Records excerpted from a collection:
_ _ _

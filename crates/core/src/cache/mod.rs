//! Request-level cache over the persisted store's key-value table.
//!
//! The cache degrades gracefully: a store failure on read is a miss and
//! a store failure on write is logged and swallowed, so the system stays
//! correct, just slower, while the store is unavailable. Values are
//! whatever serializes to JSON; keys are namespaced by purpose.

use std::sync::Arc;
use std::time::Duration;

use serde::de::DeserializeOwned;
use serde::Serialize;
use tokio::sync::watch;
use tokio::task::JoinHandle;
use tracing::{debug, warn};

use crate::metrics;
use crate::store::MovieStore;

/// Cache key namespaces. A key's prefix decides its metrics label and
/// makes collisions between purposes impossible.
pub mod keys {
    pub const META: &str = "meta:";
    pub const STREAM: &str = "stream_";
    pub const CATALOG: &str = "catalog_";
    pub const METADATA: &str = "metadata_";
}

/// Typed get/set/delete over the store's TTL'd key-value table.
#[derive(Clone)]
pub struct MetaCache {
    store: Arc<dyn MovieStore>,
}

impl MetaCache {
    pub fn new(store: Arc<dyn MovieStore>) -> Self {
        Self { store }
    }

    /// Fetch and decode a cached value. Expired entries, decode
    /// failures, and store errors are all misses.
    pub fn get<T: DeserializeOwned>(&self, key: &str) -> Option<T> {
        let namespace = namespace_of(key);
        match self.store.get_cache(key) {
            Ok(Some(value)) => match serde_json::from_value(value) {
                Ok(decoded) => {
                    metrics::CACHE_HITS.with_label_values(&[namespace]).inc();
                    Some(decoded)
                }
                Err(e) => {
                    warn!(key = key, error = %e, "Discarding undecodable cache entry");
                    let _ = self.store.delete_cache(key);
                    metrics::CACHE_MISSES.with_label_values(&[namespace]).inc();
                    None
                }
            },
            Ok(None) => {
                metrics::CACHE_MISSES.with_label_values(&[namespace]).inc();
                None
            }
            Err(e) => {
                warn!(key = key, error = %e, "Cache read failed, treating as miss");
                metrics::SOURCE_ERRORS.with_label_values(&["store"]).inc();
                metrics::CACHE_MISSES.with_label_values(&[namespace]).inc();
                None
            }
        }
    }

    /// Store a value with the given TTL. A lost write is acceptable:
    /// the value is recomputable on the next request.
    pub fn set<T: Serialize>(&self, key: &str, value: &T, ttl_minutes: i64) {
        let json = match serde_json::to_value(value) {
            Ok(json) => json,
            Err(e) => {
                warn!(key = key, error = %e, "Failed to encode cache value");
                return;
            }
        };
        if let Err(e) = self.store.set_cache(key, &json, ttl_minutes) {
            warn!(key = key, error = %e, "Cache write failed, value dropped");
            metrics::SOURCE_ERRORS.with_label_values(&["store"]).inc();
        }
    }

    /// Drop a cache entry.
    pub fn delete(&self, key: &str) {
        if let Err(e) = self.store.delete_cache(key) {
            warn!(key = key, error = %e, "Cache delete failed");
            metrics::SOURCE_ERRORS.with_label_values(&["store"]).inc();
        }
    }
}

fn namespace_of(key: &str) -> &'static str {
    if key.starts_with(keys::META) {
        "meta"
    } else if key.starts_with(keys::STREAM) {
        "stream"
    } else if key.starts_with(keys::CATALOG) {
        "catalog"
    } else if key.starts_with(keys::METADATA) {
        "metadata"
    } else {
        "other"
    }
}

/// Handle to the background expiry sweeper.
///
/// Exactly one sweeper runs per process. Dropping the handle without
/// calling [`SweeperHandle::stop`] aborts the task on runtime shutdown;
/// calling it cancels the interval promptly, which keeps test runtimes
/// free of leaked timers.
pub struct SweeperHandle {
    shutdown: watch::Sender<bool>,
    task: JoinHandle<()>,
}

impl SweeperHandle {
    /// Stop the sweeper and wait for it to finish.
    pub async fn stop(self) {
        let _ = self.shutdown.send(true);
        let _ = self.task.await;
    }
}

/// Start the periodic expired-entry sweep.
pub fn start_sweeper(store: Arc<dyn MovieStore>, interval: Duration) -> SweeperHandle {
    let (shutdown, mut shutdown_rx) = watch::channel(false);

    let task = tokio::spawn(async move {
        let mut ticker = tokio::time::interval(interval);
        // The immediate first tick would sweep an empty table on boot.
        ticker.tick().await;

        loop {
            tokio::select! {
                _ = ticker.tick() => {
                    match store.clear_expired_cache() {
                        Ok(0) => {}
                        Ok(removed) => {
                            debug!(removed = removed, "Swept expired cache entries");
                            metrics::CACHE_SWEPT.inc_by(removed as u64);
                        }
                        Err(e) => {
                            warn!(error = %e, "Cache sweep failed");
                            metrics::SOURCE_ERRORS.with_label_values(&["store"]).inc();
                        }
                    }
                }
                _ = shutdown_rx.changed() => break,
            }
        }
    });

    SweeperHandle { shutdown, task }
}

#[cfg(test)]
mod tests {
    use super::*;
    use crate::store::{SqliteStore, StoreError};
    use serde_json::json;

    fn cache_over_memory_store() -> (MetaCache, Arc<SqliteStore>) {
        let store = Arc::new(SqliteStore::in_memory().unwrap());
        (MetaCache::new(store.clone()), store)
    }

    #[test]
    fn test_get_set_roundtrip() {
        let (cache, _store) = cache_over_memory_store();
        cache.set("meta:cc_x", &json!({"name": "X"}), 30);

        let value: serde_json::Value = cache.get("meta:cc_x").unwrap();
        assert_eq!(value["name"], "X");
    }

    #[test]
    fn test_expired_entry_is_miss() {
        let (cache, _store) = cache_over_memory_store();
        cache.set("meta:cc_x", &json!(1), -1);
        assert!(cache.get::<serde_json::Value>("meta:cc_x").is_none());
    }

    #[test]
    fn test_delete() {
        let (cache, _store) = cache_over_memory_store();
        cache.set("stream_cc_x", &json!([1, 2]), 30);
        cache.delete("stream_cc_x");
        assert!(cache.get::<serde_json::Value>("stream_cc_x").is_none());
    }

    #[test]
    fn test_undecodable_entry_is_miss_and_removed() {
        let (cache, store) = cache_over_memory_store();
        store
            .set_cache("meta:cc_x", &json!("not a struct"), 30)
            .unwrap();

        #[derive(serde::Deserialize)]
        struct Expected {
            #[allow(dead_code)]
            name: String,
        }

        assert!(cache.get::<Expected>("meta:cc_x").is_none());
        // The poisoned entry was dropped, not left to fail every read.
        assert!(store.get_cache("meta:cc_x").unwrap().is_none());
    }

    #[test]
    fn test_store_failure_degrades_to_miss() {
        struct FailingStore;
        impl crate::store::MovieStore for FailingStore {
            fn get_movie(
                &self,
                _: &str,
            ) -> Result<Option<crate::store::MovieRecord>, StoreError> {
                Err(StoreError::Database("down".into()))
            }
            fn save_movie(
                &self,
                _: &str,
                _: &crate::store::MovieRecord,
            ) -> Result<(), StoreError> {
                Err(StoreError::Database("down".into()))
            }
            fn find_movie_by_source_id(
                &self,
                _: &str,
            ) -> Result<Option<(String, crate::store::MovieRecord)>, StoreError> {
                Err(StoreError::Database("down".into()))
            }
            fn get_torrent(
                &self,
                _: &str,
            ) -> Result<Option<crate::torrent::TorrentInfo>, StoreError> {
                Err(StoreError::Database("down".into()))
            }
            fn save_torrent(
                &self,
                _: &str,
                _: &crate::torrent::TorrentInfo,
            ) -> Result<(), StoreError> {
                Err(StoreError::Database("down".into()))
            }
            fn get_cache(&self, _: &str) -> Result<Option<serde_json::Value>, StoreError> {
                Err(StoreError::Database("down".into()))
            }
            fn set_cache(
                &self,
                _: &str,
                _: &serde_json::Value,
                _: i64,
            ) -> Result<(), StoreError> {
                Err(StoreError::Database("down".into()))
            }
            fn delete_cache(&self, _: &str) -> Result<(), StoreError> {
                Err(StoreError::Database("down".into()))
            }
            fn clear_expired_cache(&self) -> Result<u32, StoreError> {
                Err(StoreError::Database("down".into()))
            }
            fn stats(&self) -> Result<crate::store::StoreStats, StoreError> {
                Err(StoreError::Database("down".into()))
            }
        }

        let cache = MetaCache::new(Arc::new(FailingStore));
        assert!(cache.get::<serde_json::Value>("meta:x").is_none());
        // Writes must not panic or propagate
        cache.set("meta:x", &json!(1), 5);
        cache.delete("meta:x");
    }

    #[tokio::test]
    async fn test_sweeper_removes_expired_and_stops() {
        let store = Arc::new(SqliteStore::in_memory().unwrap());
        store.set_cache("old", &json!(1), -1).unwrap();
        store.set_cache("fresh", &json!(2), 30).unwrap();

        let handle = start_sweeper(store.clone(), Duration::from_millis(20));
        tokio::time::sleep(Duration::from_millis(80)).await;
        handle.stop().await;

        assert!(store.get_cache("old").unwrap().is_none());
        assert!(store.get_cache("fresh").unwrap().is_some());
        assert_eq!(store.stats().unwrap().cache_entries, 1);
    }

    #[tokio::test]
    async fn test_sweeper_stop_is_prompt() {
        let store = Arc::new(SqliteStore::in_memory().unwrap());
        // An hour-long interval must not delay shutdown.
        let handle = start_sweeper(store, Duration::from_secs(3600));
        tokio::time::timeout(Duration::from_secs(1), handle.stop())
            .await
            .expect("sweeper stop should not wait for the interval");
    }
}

_ _ _

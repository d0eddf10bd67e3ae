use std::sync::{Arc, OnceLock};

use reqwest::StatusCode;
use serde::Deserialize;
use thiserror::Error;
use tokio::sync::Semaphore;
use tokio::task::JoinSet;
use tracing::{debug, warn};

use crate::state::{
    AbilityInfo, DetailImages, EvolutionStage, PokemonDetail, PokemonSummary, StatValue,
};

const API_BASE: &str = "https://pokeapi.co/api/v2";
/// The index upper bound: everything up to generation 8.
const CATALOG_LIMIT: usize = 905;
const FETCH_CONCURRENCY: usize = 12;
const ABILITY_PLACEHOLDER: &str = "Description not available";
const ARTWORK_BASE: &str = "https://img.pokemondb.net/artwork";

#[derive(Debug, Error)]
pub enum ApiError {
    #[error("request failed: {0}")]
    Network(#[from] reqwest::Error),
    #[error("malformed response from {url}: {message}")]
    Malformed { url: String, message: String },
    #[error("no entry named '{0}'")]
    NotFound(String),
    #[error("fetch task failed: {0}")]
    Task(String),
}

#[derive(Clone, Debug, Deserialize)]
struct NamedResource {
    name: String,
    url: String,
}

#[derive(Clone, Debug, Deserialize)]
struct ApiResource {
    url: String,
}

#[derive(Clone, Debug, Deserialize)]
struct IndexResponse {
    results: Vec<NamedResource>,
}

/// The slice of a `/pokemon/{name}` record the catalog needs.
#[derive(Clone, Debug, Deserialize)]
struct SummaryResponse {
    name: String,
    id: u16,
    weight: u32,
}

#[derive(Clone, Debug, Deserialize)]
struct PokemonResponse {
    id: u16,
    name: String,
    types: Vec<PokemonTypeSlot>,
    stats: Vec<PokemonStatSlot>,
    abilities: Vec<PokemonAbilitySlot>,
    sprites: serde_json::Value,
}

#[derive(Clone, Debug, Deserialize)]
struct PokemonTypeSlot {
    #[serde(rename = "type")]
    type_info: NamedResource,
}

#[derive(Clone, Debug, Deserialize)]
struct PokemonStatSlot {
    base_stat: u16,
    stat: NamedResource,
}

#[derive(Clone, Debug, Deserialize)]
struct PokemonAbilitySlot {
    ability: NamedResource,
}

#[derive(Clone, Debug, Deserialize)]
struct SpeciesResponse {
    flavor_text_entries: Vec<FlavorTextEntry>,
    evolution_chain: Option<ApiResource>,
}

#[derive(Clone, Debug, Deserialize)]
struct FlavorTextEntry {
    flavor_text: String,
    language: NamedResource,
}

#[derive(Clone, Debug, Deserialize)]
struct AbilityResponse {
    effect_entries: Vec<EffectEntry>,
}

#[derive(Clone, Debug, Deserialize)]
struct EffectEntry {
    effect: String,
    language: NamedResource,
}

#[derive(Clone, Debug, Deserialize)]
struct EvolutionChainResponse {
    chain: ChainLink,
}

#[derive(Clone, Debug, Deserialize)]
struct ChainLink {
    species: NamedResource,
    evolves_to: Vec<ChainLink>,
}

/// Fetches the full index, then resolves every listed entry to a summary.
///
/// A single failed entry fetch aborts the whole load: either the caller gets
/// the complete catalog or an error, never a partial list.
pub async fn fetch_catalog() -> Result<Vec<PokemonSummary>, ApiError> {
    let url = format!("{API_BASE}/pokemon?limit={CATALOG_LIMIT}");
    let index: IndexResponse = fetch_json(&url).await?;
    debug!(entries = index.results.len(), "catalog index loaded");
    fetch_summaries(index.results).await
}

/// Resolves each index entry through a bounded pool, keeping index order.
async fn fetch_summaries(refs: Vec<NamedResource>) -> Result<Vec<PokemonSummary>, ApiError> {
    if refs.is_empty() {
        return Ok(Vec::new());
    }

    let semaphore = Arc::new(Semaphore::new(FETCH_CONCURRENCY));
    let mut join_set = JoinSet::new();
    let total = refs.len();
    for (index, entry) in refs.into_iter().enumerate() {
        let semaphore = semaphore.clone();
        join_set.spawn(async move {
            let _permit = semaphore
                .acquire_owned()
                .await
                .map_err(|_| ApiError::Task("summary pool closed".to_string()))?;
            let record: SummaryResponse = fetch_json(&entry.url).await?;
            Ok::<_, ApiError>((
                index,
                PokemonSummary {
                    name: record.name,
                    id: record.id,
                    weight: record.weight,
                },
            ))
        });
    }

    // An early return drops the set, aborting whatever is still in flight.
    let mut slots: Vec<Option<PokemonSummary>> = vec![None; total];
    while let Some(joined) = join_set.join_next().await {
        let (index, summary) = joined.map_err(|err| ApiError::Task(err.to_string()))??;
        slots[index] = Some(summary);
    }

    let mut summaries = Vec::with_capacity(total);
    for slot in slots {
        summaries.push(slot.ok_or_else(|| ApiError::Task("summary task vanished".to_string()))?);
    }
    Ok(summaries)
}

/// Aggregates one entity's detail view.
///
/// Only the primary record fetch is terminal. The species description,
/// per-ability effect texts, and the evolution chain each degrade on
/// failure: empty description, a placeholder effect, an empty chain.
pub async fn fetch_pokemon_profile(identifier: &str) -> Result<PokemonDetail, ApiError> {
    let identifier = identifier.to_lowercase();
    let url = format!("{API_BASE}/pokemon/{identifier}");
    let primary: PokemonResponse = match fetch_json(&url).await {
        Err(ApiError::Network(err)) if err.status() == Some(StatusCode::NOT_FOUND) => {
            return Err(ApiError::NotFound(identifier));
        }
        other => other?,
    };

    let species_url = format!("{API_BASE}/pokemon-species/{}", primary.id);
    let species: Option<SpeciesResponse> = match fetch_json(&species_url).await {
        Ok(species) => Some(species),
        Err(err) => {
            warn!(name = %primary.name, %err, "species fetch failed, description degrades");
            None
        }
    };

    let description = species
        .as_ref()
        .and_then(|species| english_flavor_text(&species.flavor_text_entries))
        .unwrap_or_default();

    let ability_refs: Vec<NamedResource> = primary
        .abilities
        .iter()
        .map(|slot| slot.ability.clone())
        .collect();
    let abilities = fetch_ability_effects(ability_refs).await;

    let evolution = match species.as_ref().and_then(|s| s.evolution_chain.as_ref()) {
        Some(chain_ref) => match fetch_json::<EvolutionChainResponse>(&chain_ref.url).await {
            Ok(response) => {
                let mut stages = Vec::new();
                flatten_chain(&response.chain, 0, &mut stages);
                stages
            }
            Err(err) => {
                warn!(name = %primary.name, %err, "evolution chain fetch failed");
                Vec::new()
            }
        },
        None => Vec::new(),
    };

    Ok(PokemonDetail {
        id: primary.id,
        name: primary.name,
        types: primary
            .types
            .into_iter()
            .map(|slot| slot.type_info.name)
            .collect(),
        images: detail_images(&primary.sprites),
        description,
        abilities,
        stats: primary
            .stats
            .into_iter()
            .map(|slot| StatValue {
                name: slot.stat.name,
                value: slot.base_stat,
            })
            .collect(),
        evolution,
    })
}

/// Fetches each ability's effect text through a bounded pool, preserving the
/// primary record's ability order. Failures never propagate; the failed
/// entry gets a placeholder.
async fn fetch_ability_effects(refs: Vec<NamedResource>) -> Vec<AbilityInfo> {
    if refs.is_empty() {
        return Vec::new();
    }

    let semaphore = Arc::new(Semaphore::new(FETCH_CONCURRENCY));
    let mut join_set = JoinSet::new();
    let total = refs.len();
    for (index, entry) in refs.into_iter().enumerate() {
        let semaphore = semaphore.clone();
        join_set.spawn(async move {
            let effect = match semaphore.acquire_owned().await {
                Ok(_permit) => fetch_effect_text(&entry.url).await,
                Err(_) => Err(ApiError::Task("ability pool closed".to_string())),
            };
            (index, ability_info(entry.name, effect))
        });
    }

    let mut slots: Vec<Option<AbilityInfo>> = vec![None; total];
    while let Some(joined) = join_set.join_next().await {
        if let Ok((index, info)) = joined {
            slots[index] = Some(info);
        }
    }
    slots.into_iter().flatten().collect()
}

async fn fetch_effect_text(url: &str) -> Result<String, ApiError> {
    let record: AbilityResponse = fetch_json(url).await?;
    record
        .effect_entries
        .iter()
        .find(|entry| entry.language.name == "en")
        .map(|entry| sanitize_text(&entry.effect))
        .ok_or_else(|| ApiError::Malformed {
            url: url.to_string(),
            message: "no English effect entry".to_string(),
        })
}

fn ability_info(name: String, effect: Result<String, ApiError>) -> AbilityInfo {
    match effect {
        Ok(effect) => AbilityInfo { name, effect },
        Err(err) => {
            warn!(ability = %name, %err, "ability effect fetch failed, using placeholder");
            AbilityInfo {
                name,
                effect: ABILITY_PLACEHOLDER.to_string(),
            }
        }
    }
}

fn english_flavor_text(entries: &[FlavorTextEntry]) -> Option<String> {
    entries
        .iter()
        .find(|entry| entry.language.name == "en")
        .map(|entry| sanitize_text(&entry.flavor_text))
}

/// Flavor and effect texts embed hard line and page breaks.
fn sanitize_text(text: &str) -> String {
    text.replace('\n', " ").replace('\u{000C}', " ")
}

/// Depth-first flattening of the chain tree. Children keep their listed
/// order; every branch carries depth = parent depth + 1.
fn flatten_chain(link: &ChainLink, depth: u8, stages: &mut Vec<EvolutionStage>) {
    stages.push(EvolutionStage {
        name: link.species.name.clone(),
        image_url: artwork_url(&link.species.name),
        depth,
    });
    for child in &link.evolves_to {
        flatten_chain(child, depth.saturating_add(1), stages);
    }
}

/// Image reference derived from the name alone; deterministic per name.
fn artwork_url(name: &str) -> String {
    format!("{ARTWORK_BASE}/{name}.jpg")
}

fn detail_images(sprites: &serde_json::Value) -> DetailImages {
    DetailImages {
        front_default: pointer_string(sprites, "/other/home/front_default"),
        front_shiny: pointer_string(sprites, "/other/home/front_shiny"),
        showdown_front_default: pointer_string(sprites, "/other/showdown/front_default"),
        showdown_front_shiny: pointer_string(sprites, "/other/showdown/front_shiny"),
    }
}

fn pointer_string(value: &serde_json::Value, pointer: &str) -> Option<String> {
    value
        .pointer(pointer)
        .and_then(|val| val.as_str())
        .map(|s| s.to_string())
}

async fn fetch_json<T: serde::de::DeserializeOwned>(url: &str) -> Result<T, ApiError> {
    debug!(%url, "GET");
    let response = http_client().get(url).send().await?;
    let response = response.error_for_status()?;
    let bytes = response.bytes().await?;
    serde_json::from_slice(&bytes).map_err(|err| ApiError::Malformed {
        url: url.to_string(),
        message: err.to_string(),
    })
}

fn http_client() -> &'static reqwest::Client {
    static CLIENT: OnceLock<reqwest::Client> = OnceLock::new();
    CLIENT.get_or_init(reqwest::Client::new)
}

_ _ _

• [PROMPT] Copy down every line of the entries containing the word "SummaryResponse".

• [RESPONSE FOR THIS EXERCISE]
struct SummaryResponse {
            let record: SummaryResponse = fetch_json(&entry.url).await?;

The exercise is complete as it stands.